As much as I stand for a ‘free’ Internet (I’m a child of the 90s, after all, and my first experiences of the web have forever influenced my views of it, for better and for worse), the authors make up for valid points when it comes to listing abuses and excesses. The use of internet as a tool for war is not new, as evidenced by the examples of the Zapatistas in 1994, or the ‘Arab Spring’ in 2011; but the latter quickly turned sour, as some governments, quick to respond, turned the same weapons of freedom into tools of control and oppression. These are the same tools and the same internet we know, but with a much different outcome.

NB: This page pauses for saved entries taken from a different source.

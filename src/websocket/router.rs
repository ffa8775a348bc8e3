use uuid::Uuid;

use crate::message::message_models::{Message, MessageResponse, MessageStatus};

use super::{
    presence::PresenceRegistry,
    types::{MessageDeletedPayload, MessageStatusPayload, TypingPayload, WsMessage},
};

/// An event produced by a completed durable mutation, or an ephemeral typing
/// signal. Carries only what a client needs to update its view.
#[derive(Debug, Clone)]
pub enum DeliveryEvent {
    MessageCreated(Message),
    MessageUpdated(Message),
    MessageDeleted {
        message_id: Uuid,
    },
    StatusChanged {
        message_id: Uuid,
        status: MessageStatus,
    },
    TypingStarted {
        sender_id: Uuid,
        receiver_id: Uuid,
    },
    TypingStopped {
        sender_id: Uuid,
        receiver_id: Uuid,
    },
}

impl From<DeliveryEvent> for WsMessage {
    fn from(event: DeliveryEvent) -> Self {
        match event {
            DeliveryEvent::MessageCreated(message) => {
                WsMessage::NewMessage(MessageResponse::from(message))
            }
            DeliveryEvent::MessageUpdated(message) => {
                WsMessage::MessageUpdated(MessageResponse::from(message))
            }
            DeliveryEvent::MessageDeleted { message_id } => {
                WsMessage::MessageDeleted(MessageDeletedPayload { message_id })
            }
            DeliveryEvent::StatusChanged { message_id, status } => {
                WsMessage::MessageStatusUpdate(MessageStatusPayload { message_id, status })
            }
            DeliveryEvent::TypingStarted {
                sender_id,
                receiver_id,
            } => WsMessage::Typing(TypingPayload {
                sender: sender_id,
                receiver: receiver_id,
            }),
            DeliveryEvent::TypingStopped {
                sender_id,
                receiver_id,
            } => WsMessage::StoppedTyping(TypingPayload {
                sender: sender_id,
                receiver: receiver_id,
            }),
        }
    }
}

/// Who a routed event may reach. The primary target is always attempted;
/// the secondary only when present. Offline targets are skipped silently:
/// the durable record is the source of truth for anyone not connected.
#[derive(Debug, Clone, Copy)]
pub struct Participants {
    pub primary: Uuid,
    pub secondary: Option<Uuid>,
}

impl Participants {
    pub fn one(primary: Uuid) -> Self {
        Self {
            primary,
            secondary: None,
        }
    }

    pub fn pair(primary: Uuid, secondary: Uuid) -> Self {
        Self {
            primary,
            secondary: Some(secondary),
        }
    }
}

/// Fans a delivery event out to the live connections of its participants.
/// The caller has already persisted the mutation; routing never fails the
/// request.
#[derive(Clone)]
pub struct DeliveryRouter {
    presence: PresenceRegistry,
}

impl DeliveryRouter {
    pub fn new(presence: PresenceRegistry) -> Self {
        Self { presence }
    }

    pub fn route(&self, event: DeliveryEvent, participants: Participants) {
        let frame = WsMessage::from(event);
        self.emit(participants.primary, frame.clone());
        if let Some(secondary) = participants.secondary {
            // a self-conversation has one connection; emit once
            if secondary != participants.primary {
                self.emit(secondary, frame);
            }
        }
    }

    fn emit(&self, user_id: Uuid, frame: WsMessage) {
        if let Some(sender) = self.presence.lookup(user_id) {
            if sender.send(frame).is_err() {
                tracing::warn!("Dropped frame for user {}: connection already closed", user_id);
            }
        }
    }
}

The 2016 US elections are, of course, one of the other examples in this book, one that shows how social media, through sock-puppet accounts, can be used to influence people. The hopeful part in me keeps thinking that ‘people can’t be so stupid’, but the realistic part does acknowledge that, here too, the authors make very valid points. The rational seldom becomes viral, and what gets shared time and again is all the provoking matter (not in a good meaning of this word), the one that calls to base emotions and quick response (again, not in a good way). I kept remembering what I try to practice: “if tempted to post a scathing comment on internet, stop and wait to see if you still want to do that later” (usually, the answer is ‘no’). And so we should also be careful of how we react to what we see on social networks.

Conclusion: 4.5 stars. Kind of alarmist in parts, but in a cold-headed way, one that could have a chance of making people think and reflect on online behaviours, and perhaps, just perhaps, remain cold-headed in the future as well.